**WHAT YOU ARE ASKED TO DO:**
The expected result is the material below, reproduced exactly from its first line through the line containing "use crate::tree::TileTree;".
....
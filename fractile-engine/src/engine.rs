use std::collections::VecDeque;
use std::sync::Arc;
use std::time::Duration;

use fractile_core::{EngineConfig, Viewport};
use fractile_compute::Solver;

use crate::arena::NodeId;
use crate::pool::RenderPool;
use crate::surface::{grayscale, ColorMap, Surface};
use crate::tile::{TileState, TileStatus};
use crate::tree::TileTree;

/// What one tick did, for logging and tests.
#[derive(Clone, Copy, Debug, Default, PartialEq, Eq)]
pub struct TickStats {
    /// Render requests handed to the worker pool.
    pub submitted: usize,
    /// Finished grids landed in their tiles.
    pub completed: usize,
    /// Tiles promoted to a renderable resource.
    pub promoted: usize,
    /// Nodes removed by eviction.
    pub pruned: usize,
}

/// Ties the tile tree, worker pool, and surface together. One [`Engine::tick`]
/// per frame drives the whole pipeline: finished grids are drained from the
/// pool, at most one tile is promoted to a texture, the visible region is
/// scheduled, stale tiles are evicted on an interval, and the tree is drawn.
///
/// The promotion cap spreads texture uploads across frames so a burst of
/// finished tiles cannot stall a single frame.
pub struct Engine<T> {
    config: EngineConfig,
    pub viewport: Viewport,
    tree: TileTree<T>,
    pool: RenderPool,
    uploads: VecDeque<(NodeId, Arc<TileState>)>,
    color_map: ColorMap,
    tick: u64,
}

impl<T> Engine<T> {
    pub fn new(config: EngineConfig, solver: Arc<dyn Solver>) -> Self {
        let pool = RenderPool::new(
            solver,
            config.worker_count,
            Duration::from_millis(config.poll_interval_ms),
        );
        let tree = TileTree::new(config.clone());
        log::info!(
            "tile tree ready: extent {}, {} samples per tile, {} workers",
            config.base_extent,
            config.tile_resolution,
            config.worker_count.max(1)
        );
        Self {
            config,
            viewport: Viewport::default(),
            tree,
            pool,
            uploads: VecDeque::new(),
            color_map: grayscale,
            tick: 0,
        }
    }

    pub fn set_color_map(&mut self, color_map: ColorMap) {
        self.color_map = color_map;
    }

    pub fn tree(&self) -> &TileTree<T> {
        &self.tree
    }

    /// Ticks run so far. Tick numbering starts at 1; zero is the
    /// never-touched sentinel in the tree's tap timestamps.
    pub fn ticks(&self) -> u64 {
        self.tick
    }

    /// Jobs waiting in the render queue.
    pub fn pending_jobs(&self) -> usize {
        self.pool.pending()
    }

    /// Tiles waiting for their promotion slot.
    pub fn pending_uploads(&self) -> usize {
        self.uploads.len()
    }

    /// Tree depth the current zoom wants on screen. Doubling the zoom adds
    /// one level; zooming out never goes above the root.
    pub fn draw_depth(&self) -> u32 {
        self.viewport.scale.log2().floor().max(0.0) as u32
    }

    /// Run one frame of the pipeline against `surface`.
    pub fn tick<S: Surface<Texture = T>>(&mut self, surface: &mut S) -> TickStats {
        self.tick += 1;
        let mut stats = TickStats::default();

        for completed in self.pool.poll_completed() {
            let node = completed.node;
            let state = Arc::clone(&completed.state);
            if self.tree.complete(completed) {
                stats.completed += 1;
                self.uploads.push_back((node, state));
            }
        }

        self.promote_next(surface, &mut stats);

        let draw_depth = self.draw_depth();
        let requests = self
            .tree
            .prepare(&self.viewport, draw_depth + 1, self.tick);
        stats.submitted = requests.len();
        for request in requests {
            self.pool.submit(request);
        }

        if self.config.gc_interval > 0 && self.tick % self.config.gc_interval == 0 {
            stats.pruned = self.tree.garbage_collect(self.config.evict_age, self.tick);
        }
        // Textures dropped by eviction or re-splitting go back to the surface.
        for texture in self.tree.take_reclaimed() {
            surface.destroy_texture(texture);
        }

        self.tree.draw(surface, &self.viewport, draw_depth, self.tick);

        if stats.completed > 0 || stats.promoted > 0 || stats.pruned > 0 {
            log::debug!(
                "tick {}: submitted={} completed={} promoted={} pruned={} queue={} uploads={}",
                self.tick,
                stats.submitted,
                stats.completed,
                stats.promoted,
                stats.pruned,
                self.pool.pending(),
                self.uploads.len(),
            );
        }
        stats
    }

    /// Promote at most one waiting tile. A failed upload goes to the back of
    /// the line and retries on a later tick; a tile whose incarnation is gone
    /// is silently dropped.
    fn promote_next<S: Surface<Texture = T>>(&mut self, surface: &mut S, stats: &mut TickStats) {
        let Some((node, state)) = self.uploads.pop_front() else {
            return;
        };
        if state.status() != TileStatus::Rendered {
            return;
        }
        state.mark_uploading();
        match self.tree.promote(node, &state, self.color_map, surface) {
            Ok(true) => stats.promoted += 1,
            Ok(false) => {}
            Err(err) => {
                log::warn!("tile upload failed, retrying later: {err}");
                self.uploads.push_back((node, state));
            }
        }
    }
}
/// Stable handle to a node slot. Carries the slot's generation so handles to
/// freed-and-reused slots are detectably stale instead of silently aliasing
/// the new occupant.
#[derive(Clone, Copy, Debug, PartialEq, Eq, Hash)]
pub struct NodeId(u32, u32);

impl NodeId {
    fn new(index: u32, generation: u32) -> Self {
        Self(index, generation)
    }

    pub(crate) fn index(self) -> usize {
        self.0 as usize
    }

    fn generation(self) -> u32 {
        self.1
    }
}

/// Generational slot arena. Nodes live in a flat vector, freed slots are
/// recycled through a free list, and each reuse bumps the slot's generation.
pub struct Arena<T> {
    slots: Vec<Option<T>>,
    generations: Vec<u32>, // last generation per slot, persists across frees
    free: Vec<usize>,
    len: usize,
}

impl<T> Arena<T> {
    pub fn new() -> Self {
        Self {
            slots: Vec::new(),
            generations: Vec::new(),
            free: Vec::new(),
            len: 0,
        }
    }

    /// Number of live nodes.
    pub fn len(&self) -> usize {
        self.len
    }

    pub fn is_empty(&self) -> bool {
        self.len == 0
    }

    pub fn insert(&mut self, value: T) -> NodeId {
        let (index, generation) = match self.free.pop() {
            Some(index) => {
                let generation = self.generations[index].saturating_add(1);
                self.generations[index] = generation;
                self.slots[index] = Some(value);
                (index, generation)
            }
            None => {
                self.slots.push(Some(value));
                self.generations.push(1);
                (self.slots.len() - 1, 1)
            }
        };
        self.len += 1;
        NodeId::new(index as u32, generation)
    }

    /// Free the slot behind `id`. Stale ids are a no-op returning `None`.
    pub fn remove(&mut self, id: NodeId) -> Option<T> {
        if !self.contains(id) {
            return None;
        }
        let value = self.slots[id.index()].take();
        self.free.push(id.index());
        self.len -= 1;
        value
    }

    /// True if `id` refers to a live node: the slot is occupied and the
    /// generation still matches.
    pub fn contains(&self, id: NodeId) -> bool {
        match self.slots.get(id.index()) {
            Some(Some(_)) => self.generations[id.index()] == id.generation(),
            _ => false,
        }
    }

    pub fn get(&self, id: NodeId) -> Option<&T> {
        if self.generations.get(id.index()) != Some(&id.generation()) {
            return None;
        }
        self.slots[id.index()].as_ref()
    }

    pub fn get_mut(&mut self, id: NodeId) -> Option<&mut T> {
        if self.generations.get(id.index()) != Some(&id.generation()) {
            return None;
        }
        self.slots[id.index()].as_mut()
    }
}

impl<T> Default for Arena<T> {
    fn default() -> Self {
        Self::new()
    }
}

#[cfg(test)]
mod tests {
    use super::*;

    // ===== Basic slot management =====

    #[test]
    fn insert_then_get_returns_value() {
        let mut arena = Arena::new();
        let id = arena.insert(42);
        assert_eq!(arena.get(id), Some(&42));
        assert!(arena.contains(id));
        assert_eq!(arena.len(), 1);
    }

    #[test]
    fn removed_id_becomes_stale() {
        let mut arena = Arena::new();
        let id = arena.insert("tile");
        assert_eq!(arena.remove(id), Some("tile"));
        assert!(!arena.contains(id));
        assert_eq!(arena.get(id), None);
        assert_eq!(arena.remove(id), None);
        assert_eq!(arena.len(), 0);
    }

    // ===== Generational safety =====

    #[test]
    fn reused_slot_invalidates_old_id() {
        let mut arena = Arena::new();
        let a = arena.insert(1);
        arena.remove(a);
        let b = arena.insert(2);

        // Slot is recycled, so the index collides but generations differ.
        assert_eq!(a.index(), b.index());
        assert_ne!(a, b);
        assert_eq!(arena.get(a), None);
        assert_eq!(arena.get(b), Some(&2));
    }

    #[test]
    fn get_mut_respects_generation() {
        let mut arena = Arena::new();
        let a = arena.insert(10);
        arena.remove(a);
        let b = arena.insert(20);

        assert!(arena.get_mut(a).is_none());
        if let Some(v) = arena.get_mut(b) {
            *v += 1;
        }
        assert_eq!(arena.get(b), Some(&21));
    }

    #[test]
    fn len_tracks_live_nodes_across_reuse() {
        let mut arena = Arena::new();
        let ids: Vec<_> = (0..4).map(|i| arena.insert(i)).collect();
        assert_eq!(arena.len(), 4);

        arena.remove(ids[1]);
        arena.remove(ids[3]);
        assert_eq!(arena.len(), 2);

        arena.insert(99);
        assert_eq!(arena.len(), 3);
    }
}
....
**OUTPUT BELOW:**
filename fractile-engine/src/engine.rs
use std::collections::VecDeque;
use std::sync::Arc;
use std::time::Duration;

use fractile_core::{EngineConfig, Viewport};
use fractile_compute::Solver;

use crate::arena::NodeId;
use crate::pool::RenderPool;
use crate::surface::{grayscale, ColorMap, Surface};
use crate::tile::{TileState, TileStatus};
use crate::tree::TileTree;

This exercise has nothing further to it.